Sulla stessa linea il tema della magistratura domina anche altre prime pagine. Il Domani apre sul ministro della Giustizia e sul progetto di riforma del Csm, parlando di decreti già pronti e di un nuovo confronto con l’ANM, mentre viene rilanciata la richiesta di rendere pubblici i finanziatori della campagna per il No al referendum. Il Manifesto sottolinea il rischio di una “schedatura” dei magistrati e collega la questione alla tenuta democratica e ai rapporti tra governo e toghe.

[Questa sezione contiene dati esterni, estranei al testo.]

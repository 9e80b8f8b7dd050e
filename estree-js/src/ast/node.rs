use crate::loc::Loc;
use derive_visitor::{Drive, DriveMut};
use serde::de::DeserializeOwned;
use serde::de::Error;
use serde::Deserialize;
use serde::Deserializer;
use serde_json::Value;
use std::fmt;
use std::fmt::{Debug, Formatter};

#[derive(Drive, DriveMut)]
pub struct Node<S: Drive + DriveMut> {
  // Taken from the ESTree node's own offsets; the payload never sees them.
  #[drive(skip)]
  pub loc: Loc,
  pub stx: Box<S>,
}

impl<S: Drive + DriveMut> Node<S> {
  pub fn new(loc: Loc, stx: S) -> Node<S> {
    Node {
      loc,
      stx: Box::new(stx),
    }
  }
}

impl<S: Debug + Drive + DriveMut> Debug for Node<S> {
  fn fmt(&self, f: &mut Formatter<'_>) -> fmt::Result {
    self.stx.fmt(f)
  }
}

impl<'de, S: DeserializeOwned + Drive + DriveMut> Deserialize<'de> for Node<S> {
  fn deserialize<D: Deserializer<'de>>(deserializer: D) -> Result<Self, D::Error> {
    let value = Value::deserialize(deserializer)?;
    let loc = Loc::from_estree(&value);
    let kind = node_type(&value).unwrap_or("node").to_string();
    let stx = S::deserialize(value)
      .map_err(|err| D::Error::custom(format!("invalid {kind} at [{}:{}]: {err}", loc.0, loc.1)))?;
    Ok(Node::new(loc, stx))
  }
}

/// Payload of any node whose ESTree `type` is outside the modelled subset.
/// The kind is kept so consumers can reject it by name.
#[derive(Debug, Drive, DriveMut)]
pub struct UnsupportedNode {
  #[drive(skip)]
  pub kind: String,
}

pub(crate) fn node_type(value: &Value) -> Option<&str> {
  value.get("type").and_then(Value::as_str)
}

/// Reads the ESTree `type` tag of a node being decoded as a sum type.
pub(crate) fn require_node_type<E: Error>(value: &Value) -> Result<String, E> {
  match node_type(value) {
    Some(kind) => Ok(kind.to_string()),
    None => Err(E::custom(format!(
      "expected an ESTree node with a string `type`, found {}",
      abbreviate(value)
    ))),
  }
}

pub(crate) fn decode<T: DeserializeOwned, E: Error>(value: Value) -> Result<T, E> {
  T::deserialize(value).map_err(E::custom)
}

pub(crate) fn unsupported(kind: String, value: &Value) -> Node<UnsupportedNode> {
  Node::new(Loc::from_estree(value), UnsupportedNode { kind })
}

fn abbreviate(value: &Value) -> String {
  let mut text = value.to_string();
  if text.len() > 40 {
    let mut cut = 40;
    while !text.is_char_boundary(cut) {
      cut -= 1;
    }
    text.truncate(cut);
    text.push_str("...");
  }
  text
}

Anche La Verità insiste sui bilanci dell’ANM e sulla trasparenza delle risorse utilizzate per la campagna referendaria, parlando di conti in rosso e consulenze contestate. Di analogo tenore l’apertura de Il Tempo, che richiama la necessità di rendere noti i nomi dei sostenitori del No e accosta il dibattito sulla riforma alla sicurezza e ai temi sociali. Il Fatto Quotidiano punta invece sul fronte politico, evidenziando frizioni nella maggioranza e un presunto isolamento italiano nel contesto europeo sul dossier Gaza.
Il ruolo dell’Italia nel quadro internazionale è al centro anche de Il Riformista, che parla di un vertice per Gaza e della posizione italiana come osservatore, con riferimento al confronto parlamentare. Avvenire dedica spazio alla crisi in Medio Oriente, alle condizioni umanitarie e agli appelli ecclesiali, insieme a un focus sull’assistenza sanitaria negata in contesti di guerra e disuguaglianza.
Sul versante economico, Italia Oggi annuncia la riapertura della “Rottamazione quater” per i contribuenti decaduti e l’ampliamento del perimetro dei beni agevolabili nel libero ammortamento, includendo le infrastrutture digitali. Il Sole 24 Ore evidenzia invece lo stallo sulla riforma edilizia, ferma alla Ragioneria, e analizza i mercati finanziari con l’attenzione rivolta all’inflazione statunitense e alle mosse della Federal Reserve. Spazio anche ai piani industriali di Volkswagen e ai costi delle garanzie bancarie.
Nelle cronache nazionali trovano rilievo la vicenda giudiziaria di Vittorio Sgarbi, assolto nel caso dell’opera d’arte rubata secondo quanto riportato da Il Giornale, e le tensioni nel mondo del calcio dopo Inter-Juventus, con minacce all’arbitro. Si segnala inoltre la morte dell’attore Robert Duvall, ricordato per film come Apocalypse Now e Il Padrino.
Ampio spazio alle notizie locali nelle edizioni umbre. Corriere dell’Umbria apre con un piano regionale per il rilancio dell’edilizia e riporta la tragedia di Spoleto, dove un uomo di 43 anni è morto travolto dal treno mentre tentava di risalire a bordo. Il Messaggero Umbria evidenzia le richieste di risarcimento per danni causati dalle buche stradali a Perugia e dedica attenzione alla situazione politica a Terni. La Nazione Umbria riprende la tragedia ferroviaria e riferisce di un altro dramma nel territorio, con il decesso di un uomo trovato morto nella propria abitazione.
In chiusura, spazio allo sport con la vittoria della Ternana sul Pineto e alle iniziative culturali e sociali sul territorio, tra carnevali, mostre e progetti di riqualificazione urbana.